General characteristics
- Type: Gunboat / Transport / Receiving ship
- Draught: 8 ft (2.4 m)
- Propulsion: Steam engine; Side-wheel;
- Complement: 49
- Armament: 1 × 32-pdr smoothbore gun; 1 × 12-pdr gun;

= CSS Sampson =

CSS Sampson, sometimes spelled Samson, was employed as a tugboat, prior to her purchase by the Confederate Government in 1861.

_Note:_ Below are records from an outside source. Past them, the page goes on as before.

//! Relationship / personality evolution between player and coach.
//!
//! Every recorded memory moment advances the relationship: the interaction
//! count and trust level only ever go up, and the stage is re-derived from
//! the count on every read (see [`RelationshipStage::from_interactions`]) —
//! it is never stored, so it can never drift.

use chrono::{DateTime, Utc};
use serde::{Deserialize, Serialize};
use std::collections::HashMap;

use crate::config::RelationshipConfig;
use crate::moment::MemoryMoment;
use crate::types::RelationshipStage;

/// An inside joke the coach has developed about a champion the player keeps
/// returning to. At most one per champion, ever.
#[derive(Debug, Clone, Serialize, Deserialize)]
pub struct InsideJoke {
    /// Champion the joke is about.
    pub champion: String,
    /// The joke line itself (voice-generated).
    pub text: String,
    /// When the joke was coined.
    pub created_at: DateTime<Utc>,
}

/// The persisted relationship state between one player and their coach.
#[derive(Debug, Clone, Serialize, Deserialize)]
pub struct PersonalityEvolution {
    /// Total recorded moments. Monotonic increment.
    pub interaction_count: u32,
    /// Trust level, 0–100. Monotonic non-decreasing.
    pub trust_level: f64,
    /// Append-only inside jokes, at most one per champion.
    pub personal_jokes: Vec<InsideJoke>,
    /// Recent shared-experience descriptions (window-bounded).
    pub shared_experiences: Vec<String>,
    /// When the relationship last advanced.
    pub last_updated: DateTime<Utc>,
}

impl PersonalityEvolution {
    /// A brand-new relationship: stranger, no trust.
    #[must_use]
    pub fn new(now: DateTime<Utc>) -> Self {
        Self {
            interaction_count: 0,
            trust_level: 0.0,
            personal_jokes: Vec::new(),
            shared_experiences: Vec::new(),
            last_updated: now,
        }
    }

    /// Current relationship stage, derived from the interaction count.
    #[must_use]
    pub fn stage(&self) -> RelationshipStage {
        RelationshipStage::from_interactions(self.interaction_count)
    }

    /// Advance the relationship for one recorded moment.
    ///
    /// Epic plays and clutch moments deepen trust; every moment counts as an
    /// interaction and lands in the shared-experience window.
    pub fn record_moment(
        &mut self,
        moment: &MemoryMoment,
        config: &RelationshipConfig,
        now: DateTime<Utc>,
    ) {
        self.interaction_count += 1;
        if moment.category.builds_trust() {
            self.trust_level = (self.trust_level + config.trust_bonus).min(100.0);
        }

        self.shared_experiences.push(moment.description.clone());
        if self.shared_experiences.len() > config.max_shared_experiences {
            let excess = self.shared_experiences.len() - config.max_shared_experiences;
            self.shared_experiences.drain(..excess);
        }
        self.last_updated = now;
    }

    /// Whether a joke already exists for `champion`.
    #[must_use]
    pub fn has_joke_for(&self, champion: &str) -> bool {
        self.personal_jokes.iter().any(|j| j.champion == champion)
    }

    /// Append a freshly coined joke. Callers must gate on
    /// [`Self::has_joke_for`]; this keeps the one-joke-per-champion
    /// invariant at the write site too.
    pub fn add_joke(&mut self, champion: String, text: String, now: DateTime<Utc>) {
        if self.has_joke_for(&champion) {
            return;
        }
        self.personal_jokes.push(InsideJoke {
            champion,
            text,
            created_at: now,
        });
        self.last_updated = now;
    }
}

/// Find the champion that should produce a new inside joke, if any.
///
/// Inspects the `window` most recent moments (newest first). A candidate
/// emerges only when the window is full, one champion is *strictly* most
/// frequent in it, and no joke exists for that champion yet. Pure: no state
/// is touched.
#[must_use]
pub fn joke_candidate(
    recent_moments: &[MemoryMoment],
    personality: &PersonalityEvolution,
    window: usize,
) -> Option<String> {
    if window == 0 || recent_moments.len() < window {
        return None;
    }

    let mut counts: HashMap<&str, u32> = HashMap::new();
    for moment in &recent_moments[..window] {
        *counts.entry(moment.context.champion.as_str()).or_insert(0) += 1;
    }

    let (&leader, &leader_count) = counts.iter().max_by_key(|&(_, &count)| count)?;
    let strictly_most_frequent = counts
        .iter()
        .all(|(&champ, &count)| champ == leader || count < leader_count);

    if strictly_most_frequent && !personality.has_joke_for(leader) {
        Some(leader.to_string())
    } else {
        None
    }
}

On 7 November 1861 this ship, Sampson, Lt. J. S. Kenard, CSN, stood out with other gunboats of Commodore Josiah Tattnall III's squadron to engage the heavy ships of Rear Admiral DuPont at the battle of Port Royal, South Carolina. The Confederates finally were forced to withdraw to Skull Creek. After the naval bombardment and evacuation of Port Royal's defensive works, Sampson helped transport a number of the retreating garrison to Savannah. Later in the month she exchanged shots with Federal forces off Fort Pulaski, Ga., and in January 1862, with two others of Tattnall's squadron, ran past the Federal ships in the Savannah River to provision Fort Pulaski. Sampson received considerable damage in this encounter.

Thereafter she served as receiving ship at Savannah and on 16 November 1863 returned to combat duty, patrolling the Savannah River with the defense force of Flag Officer W. W. Hunter, CSN. In early December 1864 she joined with and in an expedition to destroy the Charleston and Savannah Railway bridge spanning the Savannah River, and sustained considerable damage. Prior to the capture of Savannah by General Sherman on 21 December 1864 Sampson was taken up the river to Augusta, remaining there until the end of the war.